Supported Algorithms
A number of algorithms are supported using Opensearch/ElasticSearch with the analysis-phonetic plugin and the OpenCR Service (alone).
Algorithm | OpenCR Service | OpenSearch/ElasticSearch |
---|---|---|
Exact | Yes | Yes |
Metaphone | Yes | Yes |
Double-metaphone | Yes | Yes |
Levenshtein | Yes | Yes |
Damerau-Levenshtein | Yes | Yes |
Jaro-Winkler | Yes | No |
Soundex | Yes | Yes |
For more advanced string similarity matching, the similarity-scoring plugin for ElasticSearch can provide more features, and is based on the https://github.com/tdebatty/java-string-similarity library.

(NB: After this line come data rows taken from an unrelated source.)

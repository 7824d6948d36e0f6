use anyhow::Context;
use chrono::Local;
use std::path::{Path, PathBuf};
use uuid::Uuid;

use crate::grades::GradeRecord;
use crate::pdf::{Document, Font, JpegImage, Page, CM, LETTER};
use crate::school::Student;

pub const DEFAULT_SCHOOL_NAME: &str = "LICEO PREUNIVERSITARIO SANTINY";
pub const DEFAULT_SCHOOL_YEAR: i32 = 2026;
pub const REPORT_TITLE: &str = "BOLETA OFICIAL DE CALIFICACIONES";

const TABLE_HEADER: [&str; 6] = [
    "Materia",
    "Bloque 1",
    "Bloque 2",
    "Bloque 3",
    "Bloque 4",
    "Promedio Final",
];
const COLUMN_WIDTHS_CM: [f32; 6] = [5.0, 2.0, 2.0, 2.0, 2.0, 3.0];
const ROW_HEIGHT: f32 = 18.0;
const CELL_FONT_SIZE: f32 = 10.0;
const HEADER_GRAY: f32 = 0.827;
const FOOTER_HEIGHT: f32 = 90.0;

#[derive(Debug, Clone)]
pub struct ReportSettings {
    pub school_name: String,
    pub school_year: i32,
    /// Optional JPEG drawn above the header; skipped when the file is missing.
    pub logo: Option<PathBuf>,
}

impl Default for ReportSettings {
    fn default() -> Self {
        Self {
            school_name: DEFAULT_SCHOOL_NAME.to_string(),
            school_year: DEFAULT_SCHOOL_YEAR,
            logo: None,
        }
    }
}

#[derive(Debug, Clone, PartialEq)]
pub struct SubjectRow {
    pub subject: String,
    /// Scores for blocks 1..=4; `None` when no grade was recorded.
    pub blocks: [Option<f64>; 4],
    pub average: f64,
}

#[derive(Debug, Clone, PartialEq)]
pub struct ReportCard {
    pub student_name: String,
    pub grade_level: String,
    pub school_year: i32,
    pub rows: Vec<SubjectRow>,
}

impl ReportCard {
    pub fn build(student: &Student, grades: &[GradeRecord], school_year: i32) -> Self {
        Self {
            student_name: student.name.clone(),
            grade_level: student.grade_level.clone(),
            school_year,
            rows: subject_rows(grades),
        }
    }
}

/// Groups grades by subject, in order of first appearance.
pub fn subject_rows(grades: &[GradeRecord]) -> Vec<SubjectRow> {
    let mut rows: Vec<SubjectRow> = Vec::new();
    for g in grades {
        let idx = match rows.iter().position(|r| r.subject == g.subject) {
            Some(i) => i,
            None => {
                rows.push(SubjectRow {
                    subject: g.subject.clone(),
                    blocks: [None; 4],
                    average: 0.0,
                });
                rows.len() - 1
            }
        };
        if let Some(slot) = (g.block as usize)
            .checked_sub(1)
            .and_then(|i| rows[idx].blocks.get_mut(i))
        {
            *slot = Some(g.score);
        }
    }
    for row in &mut rows {
        row.average = block_average(&row.blocks);
    }
    rows
}

/// Always divides by four: a block with no grade counts as a zero.
pub fn block_average(blocks: &[Option<f64>; 4]) -> f64 {
    let sum: f64 = blocks.iter().map(|b| b.unwrap_or(0.0)).sum();
    round2(sum / 4.0)
}

pub fn round2(x: f64) -> f64 {
    (x * 100.0).round() / 100.0
}

/// Two decimals at most, trailing zeros dropped: 85 -> "85", 67.5 -> "67.5".
pub fn format_score(v: f64) -> String {
    let s = format!("{:.2}", v);
    let s = s.trim_end_matches('0').trim_end_matches('.');
    if s == "-0" {
        "0".to_string()
    } else {
        s.to_string()
    }
}

/// Ten upper-case characters printed on the footer. Not stored anywhere.
pub fn verification_code() -> String {
    Uuid::new_v4().to_string()[..10].to_ascii_uppercase()
}

/// Makes a label safe to use as a single path component.
pub fn path_component(label: &str) -> String {
    let cleaned: String = label
        .trim()
        .chars()
        .map(|c| match c {
            '/' | '\\' | ':' => '_',
            c if c.is_control() => '_',
            c => c,
        })
        .collect();
    if cleaned.is_empty() || cleaned.chars().all(|c| c == '.') {
        "_".to_string()
    } else {
        cleaned
    }
}

pub fn artifact_file_name(student_name: &str, school_year: i32) -> String {
    format!(
        "{}_{}.pdf",
        path_component(&student_name.replace(' ', "_")),
        school_year
    )
}

/// `<pdf_root>/<grade-level>/<Student_Name>_<year>.pdf`
pub fn artifact_path(pdf_root: &Path, student: &Student, school_year: i32) -> PathBuf {
    pdf_root
        .join(path_component(&student.grade_level))
        .join(artifact_file_name(&student.name, school_year))
}

fn fit_text(font: Font, size: f32, text: &str, max_width: f32) -> String {
    if font.text_width(text, size) <= max_width {
        return text.to_string();
    }
    let mut out: String = text.to_string();
    while !out.is_empty() && font.text_width(&format!("{out}..."), size) > max_width {
        out.pop();
    }
    format!("{out}...")
}

struct Layout {
    width: f32,
    height: f32,
    margin: f32,
    table_x: f32,
    columns: [f32; 6],
}

impl Layout {
    fn letter() -> Self {
        let (width, height) = LETTER;
        let columns = COLUMN_WIDTHS_CM.map(|w| w * CM);
        let table_width: f32 = columns.iter().sum();
        Self {
            width,
            height,
            margin: 2.0 * CM,
            table_x: (width - table_width) / 2.0,
            columns,
        }
    }

    fn center(&self) -> f32 {
        self.width / 2.0
    }

    fn top(&self) -> f32 {
        self.height - self.margin
    }

    /// Draws one table row whose top edge is at `top`.
    fn row(&self, page: &mut Page, top: f32, cells: &[String; 6], header: bool) {
        let bottom = top - ROW_HEIGHT;
        let font = if header { Font::Bold } else { Font::Regular };
        let mut x = self.table_x;
        for (i, (cell, w)) in cells.iter().zip(self.columns).enumerate() {
            if header {
                page.fill_rect(x, bottom, w, ROW_HEIGHT, HEADER_GRAY);
            }
            page.stroke_rect(x, bottom, w, ROW_HEIGHT, 1.0);
            let text = fit_text(font, CELL_FONT_SIZE, cell, w - 8.0);
            let baseline = bottom + 6.0;
            if i == 0 {
                page.text(font, CELL_FONT_SIZE, x + 4.0, baseline, &text);
            } else {
                page.text_centered(font, CELL_FONT_SIZE, x + w / 2.0, baseline, &text);
            }
            x += w;
        }
    }
}

fn labelled_line(page: &mut Page, x: f32, y: f32, label: &str, value: &str) {
    page.text(Font::Bold, 11.0, x, y, label);
    let offset = Font::Bold.text_width(label, 11.0) + 4.0;
    page.text(Font::Regular, 11.0, x + offset, y, value);
}

/// Lays out the report card. `generated_at` and `code` go in the footer.
pub fn render_pdf(
    card: &ReportCard,
    settings: &ReportSettings,
    logo: Option<JpegImage>,
    generated_at: &str,
    code: &str,
) -> Vec<u8> {
    let layout = Layout::letter();
    let mut doc = Document::new(LETTER);
    let mut page = Page::new();
    let mut y = layout.top();

    if let Some(img) = logo {
        let side = 4.0 * CM;
        page.image(layout.center() - side / 2.0, y - side, side, side);
        doc.set_image(img);
        y -= side + 14.0;
    }

    page.text_centered(Font::Bold, 16.0, layout.center(), y - 16.0, &settings.school_name);
    y -= 24.0;
    page.text_centered(Font::Bold, 13.0, layout.center(), y - 13.0, REPORT_TITLE);
    y -= 40.0;

    let year = card.school_year.to_string();
    for (label, value) in [
        ("Alumno:", card.student_name.as_str()),
        ("Grado:", card.grade_level.as_str()),
        ("Ciclo Escolar:", year.as_str()),
    ] {
        labelled_line(&mut page, layout.margin, y, label, value);
        y -= 16.0;
    }
    y -= 14.0;

    let header = TABLE_HEADER.map(str::to_string);
    layout.row(&mut page, y, &header, true);
    y -= ROW_HEIGHT;

    for row in &card.rows {
        if y - ROW_HEIGHT < layout.margin {
            doc.add_page(std::mem::take(&mut page));
            y = layout.top();
            layout.row(&mut page, y, &header, true);
            y -= ROW_HEIGHT;
        }
        let [b1, b2, b3, b4] = row.blocks.map(|b| b.map(format_score).unwrap_or_default());
        let cells = [
            row.subject.clone(),
            b1,
            b2,
            b3,
            b4,
            format_score(row.average),
        ];
        layout.row(&mut page, y, &cells, false);
        y -= ROW_HEIGHT;
    }

    if y - FOOTER_HEIGHT < layout.margin {
        doc.add_page(std::mem::take(&mut page));
        y = layout.top();
    }
    y -= 30.0;
    page.text(Font::Bold, 11.0, layout.margin, y, "VALIDACIÓN DIGITAL");
    y -= 15.0;
    page.text(
        Font::Regular,
        10.0,
        layout.margin,
        y,
        &format!("Documento generado automáticamente el {generated_at}."),
    );
    y -= 14.0;
    let label = "Código único de verificación: ";
    page.text(Font::Regular, 10.0, layout.margin, y, label);
    let offset = Font::Regular.text_width(label, 10.0);
    page.text(Font::Bold, 10.0, layout.margin + offset, y, code);
    y -= 14.0;
    page.text(
        Font::Regular,
        10.0,
        layout.margin,
        y,
        "Este documento es oficial y válido sin firma manuscrita.",
    );

    doc.add_page(page);
    doc.to_bytes()
}

fn load_logo(settings: &ReportSettings) -> Option<JpegImage> {
    let path = settings.logo.as_deref().filter(|p| p.is_file())?;
    match std::fs::read(path)
        .map_err(anyhow::Error::from)
        .and_then(JpegImage::from_bytes)
    {
        Ok(img) => Some(img),
        Err(e) => {
            tracing::warn!(path = %path.display(), error = %e, "report logo skipped");
            None
        }
    }
}

/// A report card as written to disk, with the bytes that were written.
#[derive(Debug, Clone)]
pub struct WrittenReport {
    pub path: PathBuf,
    pub bytes: Vec<u8>,
}

/// Renders one student's report card without touching the filesystem.
pub fn render_report_card(
    settings: &ReportSettings,
    student: &Student,
    grades: &[GradeRecord],
) -> Vec<u8> {
    let card = ReportCard::build(student, grades, settings.school_year);
    let generated_at = Local::now().format("%d/%m/%Y %H:%M").to_string();
    render_pdf(
        &card,
        settings,
        load_logo(settings),
        &generated_at,
        &verification_code(),
    )
}

/// Replaces `path` with `bytes` through a uniquely named sibling temp file,
/// so readers never observe a partially written artifact.
pub fn write_artifact(path: &Path, bytes: &[u8]) -> anyhow::Result<()> {
    if let Some(dir) = path.parent() {
        std::fs::create_dir_all(dir)
            .with_context(|| format!("failed to create directory {}", dir.to_string_lossy()))?;
    }
    let file_name = path
        .file_name()
        .map(|n| n.to_string_lossy().into_owned())
        .unwrap_or_default();
    let tmp = path.with_file_name(format!(".{file_name}.{}.tmp", Uuid::new_v4().simple()));
    std::fs::write(&tmp, bytes)
        .with_context(|| format!("failed to write {}", tmp.to_string_lossy()))?;
    if let Err(e) = std::fs::rename(&tmp, path) {
        let _ = std::fs::remove_file(&tmp);
        return Err(e).with_context(|| format!("failed to replace {}", path.to_string_lossy()));
    }
    Ok(())
}

/// Renders and writes one student's report card to its standard location.
/// An existing artifact for the same student is overwritten.
pub fn write_report_card(
    pdf_root: &Path,
    settings: &ReportSettings,
    student: &Student,
    grades: &[GradeRecord],
) -> anyhow::Result<WrittenReport> {
    let path = artifact_path(pdf_root, student, settings.school_year);
    write_report_card_to(path, settings, student, grades)
}

/// Like [`write_report_card`] but to an explicit path.
pub fn write_report_card_to(
    path: PathBuf,
    settings: &ReportSettings,
    student: &Student,
    grades: &[GradeRecord],
) -> anyhow::Result<WrittenReport> {
    let bytes = render_report_card(settings, student, grades);
    write_artifact(&path, &bytes)
        .with_context(|| format!("failed to write report for student {}", student.id))?;
    tracing::debug!(student_id = student.id, path = %path.display(), "report card written");
    Ok(WrittenReport { path, bytes })
}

The library is open source.
For more information, see the similarity-scoring repository for OpenSearch or similarity-scoring repository for elasticsearch:
Matcher Parameter for Query | Algorithm | Type | Normalized? |
---|---|---|---|
cosine-similarity | Cosine | similarity | yes |
dice-similarity | Sorensen-Dice | similarity | yes |
jaccard-similarity | Jaccard | similarity | yes |
jaro-winkler-similarity | Jaro-Winkler | similarity | yes |
normalized-lcs-similarity | Normalized Longest Common Subsequence | similarity | yes |
normalized-levenshtein-similarity | Normalized Levenshtein | similarity | yes |
cosine-distance | Cosine | distance | yes |
damerau-levenshtein | Damerau-Levenshtein | distance | no |
dice-distance | Sorensen-Dice | distance | yes |
jaccard-distance | Jaccard | distance | yes |
jaro-winkler-distance | Jaro-Winkler | distance | yes |
levenshtein | Levenshtein | distance | no |
longest-common-subsequence | Longest Common Subsequence | distance | no |
metric-lcs | Metric Longest Common Subsequence | distance | yes |
ngram | N-Gram | distance | yes |
normalized-lcs-distance | Normalized Longest Common Subsequence | distance | yes |
normalized-levenshtein-distance | Normalized Levenshtein | distance | yes |
optimal-string-alignment | Optimal String Alignment | distance | no |
qgram | Q-Gram | distance | no |